Data supplied →
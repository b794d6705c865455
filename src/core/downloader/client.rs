use std::path::{Path, PathBuf};

use futures_util::StreamExt;
use reqwest::header::USER_AGENT;
use reqwest::Client;
use sha1::{Digest, Sha1};
use tokio::io::AsyncWriteExt;
use tracing::{debug, info};

use crate::core::error::{SyncError, SyncResult};
use crate::core::http::{ensure_success, with_retry, RetryPolicy};

const MIB: u64 = 1024 * 1024;
/// Without a content length, log every this many bytes.
const UNSIZED_LOG_STEP: u64 = 50 * MIB;

/// Logs download progress in coarse steps so CI logs stay readable.
#[derive(Debug, Clone)]
pub struct DownloadProgress {
    pub file_name: String,
    pub bytes_downloaded: u64,
    pub total_bytes: Option<u64>,
    last_step: u64,
}

impl DownloadProgress {
    pub fn new(file_name: String, total_bytes: Option<u64>) -> Self {
        Self {
            file_name,
            bytes_downloaded: 0,
            total_bytes: total_bytes.filter(|t| *t > 0),
            last_step: 0,
        }
    }

    /// Account for `n` more bytes; returns the step that was just crossed.
    pub fn advance(&mut self, n: u64) -> Option<u64> {
        self.bytes_downloaded = self.bytes_downloaded.saturating_add(n);
        let step = match self.total_bytes {
            Some(total) => self.bytes_downloaded.saturating_mul(10) / total,
            None => self.bytes_downloaded / UNSIZED_LOG_STEP,
        };
        if step > self.last_step {
            self.last_step = step;
            Some(step)
        } else {
            None
        }
    }

    fn log(&self) {
        let downloaded_mb = self.bytes_downloaded as f64 / MIB as f64;
        match self.total_bytes {
            Some(total) => info!(
                "  {}: {:.0}% ({:.1}/{:.1} MB)",
                self.file_name,
                self.bytes_downloaded as f64 * 100.0 / total as f64,
                downloaded_mb,
                total as f64 / MIB as f64
            ),
            None => info!("  {}: {:.0} MB", self.file_name, downloaded_mb),
        }
    }
}

/// Sequential, SHA-1 validated downloader with bounded retries.
pub struct Downloader {
    client: Client,
    retry: RetryPolicy,
    user_agent: Option<&'static str>,
}

impl Downloader {
    pub fn new(client: Client, retry: RetryPolicy) -> Self {
        Self {
            client,
            retry,
            user_agent: None,
        }
    }

    /// Override the client's user agent for mirrors that insist on a browser.
    pub fn with_user_agent(mut self, agent: &'static str) -> Self {
        self.user_agent = Some(agent);
        self
    }

    pub fn client(&self) -> &Client {
        &self.client
    }

    // ── Single file download ────────────────────────────

    /// Download `url` to `dest`, reusing an existing file when it is valid.
    ///
    /// The body is streamed into `<dest>.part` and renamed on success, so an
    /// interrupted download never leaves a file that looks complete.
    pub async fn download_file(
        &self,
        url: &str,
        dest: &Path,
        sha1_expected: Option<&str>,
    ) -> SyncResult<PathBuf> {
        if dest.exists() {
            let valid = match sha1_expected {
                Some(expected) => Self::validate_sha1(dest, expected).await?,
                None => true,
            };
            if valid {
                debug!("Already downloaded: {:?}", dest);
                return Ok(dest.to_path_buf());
            }
        }

        if let Some(parent) = dest.parent() {
            tokio::fs::create_dir_all(parent)
                .await
                .map_err(|e| SyncError::io(parent, e))?;
        }

        info!("Downloading {}", url);
        with_retry(self.retry, url, move || self.stream_once(url, dest, sha1_expected)).await?;
        Ok(dest.to_path_buf())
    }

    async fn stream_once(
        &self,
        url: &str,
        dest: &Path,
        sha1_expected: Option<&str>,
    ) -> SyncResult<()> {
        let mut request = self.client.get(url);
        if let Some(agent) = self.user_agent {
            request = request.header(USER_AGENT, agent);
        }
        let response = ensure_success(url, request.send().await?)?;

        let part_path = part_path(dest);
        let file_name = dest
            .file_name()
            .map(|n| n.to_string_lossy().to_string())
            .unwrap_or_default();
        let mut progress = DownloadProgress::new(file_name, response.content_length());
        let mut hasher = Sha1::new();

        // Scoped so the handle is closed before the rename below.
        {
            let mut file = tokio::fs::File::create(&part_path)
                .await
                .map_err(|e| SyncError::io(&part_path, e))?;
            let mut stream = response.bytes_stream();
            while let Some(chunk) = stream.next().await {
                let chunk = match chunk {
                    Ok(chunk) => chunk,
                    Err(e) => {
                        let _ = tokio::fs::remove_file(&part_path).await;
                        return Err(e.into());
                    }
                };
                hasher.update(&chunk);
                file.write_all(&chunk)
                    .await
                    .map_err(|e| SyncError::io(&part_path, e))?;
                if progress.advance(chunk.len() as u64).is_some() {
                    progress.log();
                }
            }
            file.flush().await.map_err(|e| SyncError::io(&part_path, e))?;
        }

        if let Some(expected) = sha1_expected {
            let actual = hex::encode(hasher.finalize());
            if !actual.eq_ignore_ascii_case(expected) {
                let _ = tokio::fs::remove_file(&part_path).await;
                return Err(SyncError::Sha1Mismatch {
                    path: dest.to_path_buf(),
                    expected: expected.to_string(),
                    actual,
                });
            }
        }

        tokio::fs::rename(&part_path, dest)
            .await
            .map_err(|e| SyncError::io(dest, e))?;
        debug!("Downloaded: {} -> {:?} ({} bytes)", url, dest, progress.bytes_downloaded);
        Ok(())
    }

    /// Validate an existing file's SHA-1.
    pub async fn validate_sha1(path: &Path, expected: &str) -> SyncResult<bool> {
        let bytes = tokio::fs::read(path)
            .await
            .map_err(|e| SyncError::io(path, e))?;
        let mut hasher = Sha1::new();
        hasher.update(&bytes);
        let actual = hex::encode(hasher.finalize());
        Ok(actual.eq_ignore_ascii_case(expected))
    }
}

fn part_path(dest: &Path) -> PathBuf {
    let mut name = dest.as_os_str().to_owned();
    name.push(".part");
    PathBuf::from(name)
}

What you should do → Which lines should be output? Exactly those from the first line of the data through the line containing "Some(total) => self.bytes_downloaded.saturating_mul(10)", inclusive.

Result of the exercise →
repository b794d6705c865455
filename src/core/downloader/client.rs
use std::path::{Path, PathBuf};

use futures_util::StreamExt;
use reqwest::header::USER_AGENT;
use reqwest::Client;
use sha1::{Digest, Sha1};
use tokio::io::AsyncWriteExt;
use tracing::{debug, info};

use crate::core::error::{SyncError, SyncResult};
use crate::core::http::{ensure_success, with_retry, RetryPolicy};

const MIB: u64 = 1024 * 1024;
/// Without a content length, log every this many bytes.
const UNSIZED_LOG_STEP: u64 = 50 * MIB;

/// Logs download progress in coarse steps so CI logs stay readable.
#[derive(Debug, Clone)]
pub struct DownloadProgress {
    pub file_name: String,
    pub bytes_downloaded: u64,
    pub total_bytes: Option<u64>,
    last_step: u64,
}

impl DownloadProgress {
    pub fn new(file_name: String, total_bytes: Option<u64>) -> Self {
        Self {
            file_name,
            bytes_downloaded: 0,
            total_bytes: total_bytes.filter(|t| *t > 0),
            last_step: 0,
        }
    }

    /// Account for `n` more bytes; returns the step that was just crossed.
    pub fn advance(&mut self, n: u64) -> Option<u64> {
        self.bytes_downloaded = self.bytes_downloaded.saturating_add(n);
        let step = match self.total_bytes {
            Some(total) => self.bytes_downloaded.saturating_mul(10) / total,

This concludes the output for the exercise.